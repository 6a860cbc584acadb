use glam::{Vec2, Vec3};

use crate::chunk::ChunkData;
use crate::types::{chunk_of_position, ChunkCoord};

/// Physical state carried alongside a movable chunk's tile grid.
#[derive(Debug, Clone, Copy, PartialEq, Default)]
pub struct MobileBody {
    /// World position in tile units; z orders overlapping bodies.
    pub position: Vec3,
    pub collider_offset: Vec2,
    pub collider_size: Vec2,
    pub velocity: Vec2,
}

/// A chunk that moves through the world independently of the static grid.
#[derive(Debug, Clone)]
pub struct MobileChunk {
    pub uid: u32,
    pub data: ChunkData,
    pub body: MobileBody,
}

impl MobileChunk {
    /// Static chunk the body currently sits in.
    pub fn location(&self) -> ChunkCoord {
        chunk_of_position(self.body.position.x, self.body.position.y)
    }
}

/// Persisted state of an entity. Gameplay fields are opaque to streaming.
#[derive(Debug, Clone, PartialEq, Default)]
pub struct EntityRecord {
    pub uid: u32,
    /// World position in tile units.
    pub position: Vec2,
    pub payload: Vec<u8>,
}

impl EntityRecord {
    pub fn location(&self) -> ChunkCoord {
        chunk_of_position(self.position.x, self.position.y)
    }
}
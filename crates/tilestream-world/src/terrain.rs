use tilestream_core::constants::CHUNK_SIZE;
use tilestream_core::{ChunkCoord, ChunkData, Tile, TileLayer};

/// Procedural fill invoked when a chunk has no saved record, or when a
/// saved record lacks some layers.
///
/// Implementations run on worker threads and must only touch the chunk
/// they are given.
pub trait ChunkGenerator: Send + Sync {
    /// Populate `layers` of `chunk` (already reset to its coordinate).
    fn generate(&self, chunk: &mut ChunkData, layers: &[TileLayer]);
}

/// Generator that leaves every layer empty.
#[derive(Debug, Clone, Copy, Default)]
pub struct EmptyGenerator;

impl ChunkGenerator for EmptyGenerator {
    fn generate(&self, _chunk: &mut ChunkData, _layers: &[TileLayer]) {}
}

/// Global tile IDs the terrain generator places.
#[derive(Debug, Clone, Copy, PartialEq, Eq)]
pub struct TerrainTiles {
    pub stone: u32,
    pub dirt: u32,
    pub water: u32,
    /// Background wall behind solid ground.
    pub wall: u32,
}

/// Surface level in world-space tile Y (y grows upward).
const SEA_LEVEL: i32 = 0;

/// Side-view terrain: a noise heightmap over x, stone under a dirt crust,
/// water filling dips below sea level, and a wall layer behind the ground.
pub struct TerrainGenerator {
    /// Permutation table for simplex noise (doubled for wrapping).
    perm: [u8; 512],
    tiles: TerrainTiles,
}

impl TerrainGenerator {
    pub fn new(seed: u64, tiles: TerrainTiles) -> Self {
        let perm = Self::build_permutation(seed);
        Self { perm, tiles }
    }

    /// Tile for one world-space cell of one layer.
    pub fn tile_at(&self, layer: TileLayer, wx: i32, wy: i32) -> Tile {
        let height = self.surface_height(wx);
        let id = match layer {
            TileLayer::Main => {
                if wy < height - 3 {
                    self.tiles.stone
                } else if wy <= height {
                    self.tiles.dirt
                } else if wy <= SEA_LEVEL {
                    self.tiles.water
                } else {
                    0
                }
            }
            TileLayer::Background => {
                if wy <= height {
                    self.tiles.wall
                } else {
                    0
                }
            }
            TileLayer::Foreground => 0,
        };
        Tile::new(id, 0)
    }

    /// Whether a chunk lies entirely above ground and water.
    pub fn is_sky(&self, coord: ChunkCoord) -> bool {
        let cs = CHUNK_SIZE as i32;
        let base_y = coord.y * cs;
        if base_y <= SEA_LEVEL {
            return false;
        }
        let base_x = coord.x * cs;
        (0..cs).all(|lx| self.surface_height(base_x + lx) < base_y)
    }

    /// Surface height at a world-space x using 3-octave simplex noise.
    fn surface_height(&self, wx: i32) -> i32 {
        let x = wx as f64;

        let scale = 0.02;
        let mut h = 0.0f64;
        h += self.simplex2d(x * scale, 0.0) * 16.0;
        h += self.simplex2d(x * scale * 2.0 + 100.0, 100.0) * 8.0;
        h += self.simplex2d(x * scale * 4.0 + 200.0, 200.0) * 4.0;

        (SEA_LEVEL as f64 + 4.0 + h).round() as i32
    }

    /// 2D simplex noise. Returns value in [-1, 1].
    fn simplex2d(&self, x: f64, z: f64) -> f64 {
        const F2: f64 = 0.5 * (1.7320508075688772 - 1.0); // (sqrt(3)-1)/2
        const G2: f64 = (3.0 - 1.7320508075688772) / 6.0; // (3-sqrt(3))/6

        let s = (x + z) * F2;
        let i = (x + s).floor();
        let j = (z + s).floor();

        let t = (i + j) * G2;
        let x0 = x - (i - t);
        let y0 = z - (j - t);

        let (i1, j1) = if x0 > y0 { (1.0, 0.0) } else { (0.0, 1.0) };

        let x1 = x0 - i1 + G2;
        let y1 = y0 - j1 + G2;
        let x2 = x0 - 1.0 + 2.0 * G2;
        let y2 = y0 - 1.0 + 2.0 * G2;

        let ii = (i as i32 & 255) as usize;
        let jj = (j as i32 & 255) as usize;

        let gi0 = self.perm[ii + self.perm[jj] as usize] as usize % 12;
        let gi1 = self.perm[ii + i1 as usize + self.perm[jj + j1 as usize] as usize] as usize % 12;
        let gi2 = self.perm[ii + 1 + self.perm[jj + 1] as usize] as usize % 12;

        let n0 = Self::corner_contribution(gi0, x0, y0);
        let n1 = Self::corner_contribution(gi1, x1, y1);
        let n2 = Self::corner_contribution(gi2, x2, y2);

        // Scale to [-1, 1]
        70.0 * (n0 + n1 + n2)
    }

    fn corner_contribution(gi: usize, x: f64, y: f64) -> f64 {
        let t = 0.5 - x * x - y * y;
        if t < 0.0 {
            0.0
        } else {
            let t = t * t;
            t * t * Self::grad2d(gi, x, y)
        }
    }

    fn grad2d(hash: usize, x: f64, y: f64) -> f64 {
        // 12 gradient directions for 2D simplex
        const GRAD: [[f64; 2]; 12] = [
            [1.0, 1.0],
            [-1.0, 1.0],
            [1.0, -1.0],
            [-1.0, -1.0],
            [1.0, 0.0],
            [-1.0, 0.0],
            [0.0, 1.0],
            [0.0, -1.0],
            [1.0, 1.0],
            [-1.0, 1.0],
            [1.0, -1.0],
            [-1.0, -1.0],
        ];
        let g = &GRAD[hash % 12];
        g[0] * x + g[1] * y
    }

    fn build_permutation(seed: u64) -> [u8; 512] {
        let mut p: [u8; 256] = [0; 256];
        for (i, val) in p.iter_mut().enumerate() {
            *val = i as u8;
        }

        // Fisher-Yates shuffle with seed
        let mut rng = seed;
        for i in (1..256).rev() {
            rng = rng
                .wrapping_mul(6364136223846793005)
                .wrapping_add(1442695040888963407);
            let j = (rng >> 33) as usize % (i + 1);
            p.swap(i, j);
        }

        let mut perm = [0u8; 512];
        for (i, val) in perm.iter_mut().enumerate() {
            *val = p[i & 255];
        }
        perm
    }
}

impl ChunkGenerator for TerrainGenerator {
    fn generate(&self, chunk: &mut ChunkData, layers: &[TileLayer]) {
        let coord = chunk.coord();
        if self.is_sky(coord) {
            return;
        }
        let cs = CHUNK_SIZE as i32;
        let base_x = coord.x * cs;
        let base_y = coord.y * cs;

        for &layer in layers {
            for lx in 0..CHUNK_SIZE {
                for ly in 0..CHUNK_SIZE {
                    let tile = self.tile_at(layer, base_x + lx as i32, base_y + ly as i32);
                    if tile.is_empty() {
                        continue;
                    }
                    // Four tile types can never fill a palette.
                    if let Err(e) = chunk.place_tile(layer, lx, ly, tile) {
                        log::warn!("terrain fill of chunk {} stopped: {}", coord, e);
                        return;
                    }
                }
            }
        }
    }
}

TASK GOAL ▸ Pick out every line above that contains the word "TileLayer" and copy it.

SOLUTION ▸
use tilestream_core::{ChunkCoord, ChunkData, Tile, TileLayer};
    fn generate(&self, chunk: &mut ChunkData, layers: &[TileLayer]);
    fn generate(&self, _chunk: &mut ChunkData, _layers: &[TileLayer]) {}
    pub fn tile_at(&self, layer: TileLayer, wx: i32, wy: i32) -> Tile {
            TileLayer::Main => {
            TileLayer::Background => {
            TileLayer::Foreground => 0,
    fn generate(&self, chunk: &mut ChunkData, layers: &[TileLayer]) {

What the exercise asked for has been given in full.